As AI systems increasingly execute code produced by models or third‑party plugins, predictable and auditable containment becomes essential. MXC centralizes sandboxing by exposing a single JSON policy schema and a TypeScript SDK that can target native process sandboxes, Linux container tools, macOS seatbelt, or lightweight microVMs — letting teams define one policy that behaves consistently across hosts.
What Sets It Apart
- Cross‑platform backend layering — MXC maps the same policy model onto multiple containment primitives (processcontainer, bubblewrap, LXC, microVMs, Windows Sandbox, etc.), so teams don’t need bespoke policies per OS. This reduces policy drift when you run model-generated code on diverse hosts.

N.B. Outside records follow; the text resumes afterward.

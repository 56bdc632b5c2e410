use crate::{AppState, handlers};
use axum::{Router, routing::get};

/// Authenticated Router Module
///
/// Routes open to any caller who passed the auth middleware, regardless of
/// role. Handlers here read the propagated identity but apply no role gate.
pub fn authenticated_routes() -> Router<AppState> {
    Router::new()
        // GET /me
        // The caller's own account record, resolved from the token subject.
        .route("/me", get(handlers::get_me))
}
use axum::{Json, http::StatusCode, response::IntoResponse, response::Response};
use serde::Serialize;

/// ApiError
///
/// The single error surface every handler and the auth middleware return.
/// Each variant carries a stable status code and a caller-safe message;
/// internal detail (exact token rejection reason, database errors) is logged
/// at the point of failure and never echoed to the caller.
#[derive(Debug, thiserror::Error)]
pub enum ApiError {
    /// Protected route called without any bearer credential.
    #[error("authorization token is not provided")]
    MissingCredential,
    /// Credential present but failed verification. The underlying rejection
    /// reason (malformed / bad signature / expired) is logged, not echoed.
    #[error("token is invalid")]
    InvalidToken,
    /// Login failed. Unknown email and wrong password share one message so the
    /// endpoint cannot be used to probe which accounts exist.
    #[error("invalid email or password")]
    InvalidCredentials,
    /// The OTP provider did not approve the submitted code.
    #[error("verification code was not accepted")]
    OtpRejected,
    /// Authenticated, but the caller's role does not satisfy the operation.
    #[error("{0}")]
    Forbidden(&'static str),
    #[error("{0}")]
    Validation(&'static str),
    #[error("{0}")]
    NotFound(&'static str),
    #[error("{0}")]
    Conflict(&'static str),
    /// The OTP provider could not be reached or returned an error.
    #[error("verification service unavailable")]
    OtpUnavailable,
    /// A handler ran without a propagated identity. This is a pipeline contract
    /// violation (route misclassified as public), not a normal runtime path.
    #[error("internal server error")]
    IdentityMissing,
    #[error("internal server error")]
    Internal,
}

/// ErrorBody
///
/// The stable JSON shape every rejection is rendered as, so clients can
/// distinguish "not logged in" from "forbidden" from "validation failed"
/// without parsing free-form text.
#[derive(Serialize)]
struct ErrorBody {
    error: &'static str,
    message: String,
}

impl ApiError {
    pub fn status(&self) -> StatusCode {
        match self {
            ApiError::MissingCredential
            | ApiError::InvalidToken
            | ApiError::InvalidCredentials
            | ApiError::OtpRejected => StatusCode::UNAUTHORIZED,
            ApiError::Forbidden(_) => StatusCode::FORBIDDEN,
            ApiError::Validation(_) => StatusCode::BAD_REQUEST,
            ApiError::NotFound(_) => StatusCode::NOT_FOUND,
            ApiError::Conflict(_) => StatusCode::CONFLICT,
            ApiError::OtpUnavailable => StatusCode::BAD_GATEWAY,
            ApiError::IdentityMissing | ApiError::Internal => StatusCode::INTERNAL_SERVER_ERROR,
        }
    }

    fn class(&self) -> &'static str {
        match self {
            ApiError::MissingCredential
            | ApiError::InvalidToken
            | ApiError::InvalidCredentials
            | ApiError::OtpRejected => "Unauthenticated",
            ApiError::Forbidden(_) => "Forbidden",
            ApiError::Validation(_) => "Invalid Fields",
            ApiError::NotFound(_) => "Not Found",
            ApiError::Conflict(_) => "Conflict",
            ApiError::OtpUnavailable => "Bad Gateway",
            ApiError::IdentityMissing | ApiError::Internal => "Internal Server Error",
        }
    }
}

impl IntoResponse for ApiError {
    fn into_response(self) -> Response {
        if matches!(self, ApiError::IdentityMissing) {
            // A handler expected a verified identity and found none. Surfacing
            // this loudly during testing is the point; it must never be
            // mistaken for an ordinary authentication failure.
            tracing::error!("request reached a protected handler without a propagated identity");
        }

        let body = ErrorBody {
            error: self.class(),
            message: self.to_string(),
        };
        (self.status(), Json(body)).into_response()
    }
}

#[cfg(test)]
mod tests {
    use super::*;

    #[test]
    fn status_mapping_is_stable() {
        assert_eq!(ApiError::MissingCredential.status(), StatusCode::UNAUTHORIZED);
        assert_eq!(ApiError::InvalidToken.status(), StatusCode::UNAUTHORIZED);
        assert_eq!(
            ApiError::Forbidden("admin only").status(),
            StatusCode::FORBIDDEN
        );
        assert_eq!(
            ApiError::IdentityMissing.status(),
            StatusCode::INTERNAL_SERVER_ERROR
        );
    }

    #[test]
    fn token_failures_share_one_external_message() {
        // The wire message must not reveal why the token was rejected.
        assert_eq!(ApiError::InvalidToken.to_string(), "token is invalid");
    }
}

- Policy‑first, JSON schema — sandbox behavior (filesystem, network, UI, timeouts) is expressed in a versioned JSON schema, enabling policy generation, review, and automated tests as part of CI. That makes audits and reproducibility easier than ad‑hoc per‑host scripts.

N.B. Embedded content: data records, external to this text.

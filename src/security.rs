use argon2::{Argon2, PasswordHasher, PasswordVerifier};
use password_hash::{PasswordHash, SaltString};

/// Password hashing, treated as an opaque one-way verifier by the rest of the
/// service: registration stores the PHC string, login checks against it, and
/// nothing else inspects it.

pub fn hash_password(password: &str) -> Result<String, String> {
    let mut salt_bytes = [0u8; 16];
    getrandom::getrandom(&mut salt_bytes).map_err(|e| e.to_string())?;
    let salt = SaltString::encode_b64(&salt_bytes).map_err(|e| e.to_string())?;
    let argon2 = Argon2::default();
    let phc = argon2
        .hash_password(password.as_bytes(), &salt)
        .map_err(|e| e.to_string())?
        .to_string();
    Ok(phc)
}

pub fn verify_password(hash: &str, password: &str) -> bool {
    if let Ok(parsed) = PasswordHash::new(hash) {
        Argon2::default()
            .verify_password(password.as_bytes(), &parsed)
            .is_ok()
    } else {
        false
    }
}
use crate::{AppState, handlers};
use axum::{Router, routing::get};

/// Owner Details Router Module
///
/// Bank/tax detail management. The router itself only guarantees the caller is
/// authenticated (it is mounted behind the auth middleware); every handler
/// additionally requires the admin role and returns 403 otherwise. Keeping the
/// role check in the handler matches the rest of the service, where different
/// protected operations carry different role requirements.
pub fn owner_routes() -> Router<AppState> {
    Router::new()
        // GET /owner/details: fetch the caller's owner-detail record.
        // POST /owner/details: create it (409 if it already exists).
        // PUT /owner/details: replace it (404 if it was never created).
        .route(
            "/details",
            get(handlers::get_owner_details)
                .post(handlers::add_owner_details)
                .put(handlers::update_owner_details),
        )
}
#[tokio::test]
async fn update_owner_details_without_a_record_is_not_found() {
    let repo = Arc::new(ControlRepo {
        user: Some(stored_user("root@example.com", "admin", "hunter22")),
        ..Default::default()
    });
    let state = build_state(repo, MockOtpService::new());

    let err = handlers::update_owner_details(
        caller("root@example.com", Role::Admin),
        State(state),
        Json(details_request()),
    )
    .await
    .unwrap_err();
    assert_eq!(err.status(), StatusCode::NOT_FOUND);
}

#[tokio::test]
async fn get_owner_details_as_user_is_forbidden() {
    let repo = Arc::new(ControlRepo {
        user: Some(stored_user("alice@example.com", "user", "hunter22")),
        details: Some(OwnerDetails::default()),
        ..Default::default()
    });
    let state = build_state(repo, MockOtpService::new());

    let err = handlers::get_owner_details(caller("alice@example.com", Role::User), State(state))
        .await
        .unwrap_err();
    assert_eq!(err.status(), StatusCode::FORBIDDEN);
}

// --- Identity Propagation Fail-Closed ---

#[tokio::test]
async fn identity_extractor_fails_closed_outside_the_pipeline() {
    // A request that never went through the auth layer carries no identity
    // extension. Extraction must fail as a server error, not fabricate a
    // caller.
    let request = axum::http::Request::builder()
        .uri("/owner/details")
        .body(())
        .unwrap();
    let (mut parts, _) = request.into_parts();

    let err = AuthUser::from_request_parts(&mut parts, &())
        .await
        .unwrap_err();
    assert_eq!(err.status(), StatusCode::INTERNAL_SERVER_ERROR);
}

- State‑aware lifecycle and SDK — beyond one‑shot execution, MXC supports provision→start→exec→stop→deprovision lifecycles via its TypeScript SDK, which helps manage long‑lived sessions and repeatable interactions with tools or agents.

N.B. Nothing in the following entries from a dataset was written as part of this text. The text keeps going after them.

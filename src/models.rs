use chrono::{DateTime, Utc};
use serde::{Deserialize, Serialize};
use sqlx::FromRow;
use ts_rs::TS;
use utoipa::ToSchema;
use uuid::Uuid;

use crate::token::Role;

// --- Core Application Schemas (Mapped to Database) ---

/// User
///
/// The canonical account record stored in the `users` table. Email and phone
/// are unique keys; `role` holds the raw column value and is parsed into
/// [`Role`] wherever an authorization decision is made.
#[derive(Debug, Clone, FromRow, Default)]
pub struct User {
    pub id: Uuid,
    pub name: String,
    pub email: String,
    pub phone: String,
    // The RBAC column: 'user' or 'admin'.
    pub role: String,
    // Argon2 PHC string. Never serialized, never logged.
    pub password_hash: String,
    pub created_at: DateTime<Utc>,
}

impl User {
    /// The caller-safe projection of an account record.
    pub fn profile(&self) -> UserProfile {
        UserProfile {
            id: self.id,
            name: self.name.clone(),
            email: self.email.clone(),
            phone: self.phone.clone(),
            role: self.role.clone(),
        }
    }
}

/// OwnerDetails
///
/// Bank and tax details attached to an account, one row per user. Readable and
/// writable only through admin-gated operations.
#[derive(Debug, Clone, Serialize, Deserialize, FromRow, TS, ToSchema, Default)]
#[ts(export)]
pub struct OwnerDetails {
    pub user_id: Uuid,
    pub account_number: String,
    pub ifsc_code: String,
    pub bank_name: String,
    pub branch_name: String,
    pub pan_number: String,
    pub gst_number: String,
    pub aadhaar_number: String,
}

// --- Request Payloads (Input Schemas) ---

/// RegisterRequest
///
/// Input payload for the public registration endpoint (POST /register).
#[derive(Debug, Clone, Serialize, Deserialize, TS, ToSchema)]
#[ts(export)]
pub struct RegisterRequest {
    pub name: String,
    pub email: String,
    pub password: String,
    pub phone: String,
    /// Requested role, 'user' or 'admin'. Defaults to 'user' when omitted.
    #[serde(default = "default_role")]
    pub role: String,
}

fn default_role() -> String {
    "user".to_string()
}

/// LoginRequest
///
/// Input payload for password authentication (POST /login).
#[derive(Debug, Clone, Serialize, Deserialize, TS, ToSchema)]
#[ts(export)]
pub struct LoginRequest {
    pub email: String,
    pub password: String,
}

/// OtpSendRequest
///
/// Requests delivery of a one-time passcode to a registered phone.
#[derive(Debug, Clone, Serialize, Deserialize, TS, ToSchema)]
#[ts(export)]
pub struct OtpSendRequest {
    pub phone: String,
}

/// OtpVerifyRequest
///
/// Submits the passcode the caller received for checking.
#[derive(Debug, Clone, Serialize, Deserialize, TS, ToSchema)]
#[ts(export)]
pub struct OtpVerifyRequest {
    pub phone: String,
    pub code: String,
}

/// OwnerDetailsRequest
///
/// Payload for creating or replacing an account's owner details.
#[derive(Debug, Clone, Serialize, Deserialize, TS, ToSchema, Default)]
#[ts(export)]
pub struct OwnerDetailsRequest {
    pub account_number: String,
    pub ifsc_code: String,
    pub bank_name: String,
    pub branch_name: String,
    pub pan_number: String,
    pub gst_number: String,
    pub aadhaar_number: String,
}

// --- Response Schemas ---

/// UserProfile
///
/// The caller-facing view of an account. Excludes the password hash.
#[derive(Debug, Clone, Serialize, Deserialize, TS, ToSchema, Default)]
#[ts(export)]
pub struct UserProfile {
    pub id: Uuid,
    pub name: String,
    pub email: String,
    pub phone: String,
    pub role: String,
}

/// AuthResponse
///
/// Returned by every operation that establishes a session: registration,
/// password login, and OTP verification. The token is the opaque credential
/// the client presents on subsequent calls.
#[derive(Debug, Clone, Serialize, Deserialize, TS, ToSchema, Default)]
#[ts(export)]
pub struct AuthResponse {
    pub message: String,
    pub token: String,
    pub user: UserProfile,
}

/// MessageResponse
///
/// Plain acknowledgement body for operations with no data payload.
#[derive(Debug, Clone, Serialize, Deserialize, TS, ToSchema, Default)]
#[ts(export)]
pub struct MessageResponse {
    pub message: String,
}

// --- Field Validation ---

fn is_digits(s: &str, len: usize) -> bool {
    s.len() == len && s.bytes().all(|b| b.is_ascii_digit())
}

fn is_alphanumeric(s: &str, len: usize) -> bool {
    s.len() == len && s.bytes().all(|b| b.is_ascii_alphanumeric())
}

fn looks_like_email(s: &str) -> bool {
    s.contains('@') && s.contains('.')
}

/// A phone number is exactly ten ASCII digits.
pub fn validate_phone(phone: &str) -> bool {
    is_digits(phone, 10)
}

impl RegisterRequest {
    /// Checks all registration fields and resolves the requested role.
    /// Runs before any persistence call; invalid input never reaches the
    /// repository.
    pub fn validate(&self) -> Result<Role, &'static str> {
        if self.name.is_empty() || self.password.is_empty() {
            return Err("name and password are required");
        }
        if !looks_like_email(&self.email) {
            return Err("email address is not valid");
        }
        if !validate_phone(&self.phone) {
            return Err("phone number must be exactly 10 digits");
        }
        Role::parse(&self.role).ok_or("role must be 'user' or 'admin'")
    }
}

impl LoginRequest {
    pub fn validate(&self) -> Result<(), &'static str> {
        if self.email.is_empty() || self.password.is_empty() {
            return Err("email and password are required");
        }
        Ok(())
    }
}

impl OwnerDetailsRequest {
    /// Format checks for the Indian banking/tax identifiers the record carries.
    pub fn validate(&self) -> Result<(), &'static str> {
        let account_ok = (9..=18).contains(&self.account_number.len())
            && self.account_number.bytes().all(|b| b.is_ascii_digit());
        if !account_ok {
            return Err("account number must be 9 to 18 digits");
        }
        if !is_alphanumeric(&self.ifsc_code, 11) {
            return Err("IFSC code must be 11 characters");
        }
        if self.bank_name.is_empty() || self.branch_name.is_empty() {
            return Err("bank and branch names are required");
        }
        if !is_alphanumeric(&self.pan_number, 10) {
            return Err("PAN must be 10 characters");
        }
        if !is_digits(&self.aadhaar_number, 12) {
            return Err("Aadhaar number must be 12 digits");
        }
        if !is_alphanumeric(&self.gst_number, 15) {
            return Err("GSTIN must be 15 characters");
        }
        Ok(())
    }
}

- Diagnostics and pragmatic tradeoffs — the project includes debug logging and ETW hooks (Windows) to help triage containment failures; it also surfaces which features are experimental so integrators can weigh stability vs capability.
Who It's For and Tradeoffs
Great fit if you need a repeatable, reviewable containment layer for running untrusted model outputs, plugins, or third‑party tools across Windows, Linux, and macOS and want to express policies as code. It suits engineering teams embedding sandboxed execution into CI, agents, or hosted runtimes.
Look elsewhere if you need a hardened production security boundary today — MXC is an early preview and the README explicitly warns some generated policies are overly permissive. Also note feature gaps: some network/filesystem controls vary by platform and several backends are experimental, so expect platform-specific limitations during early adoption.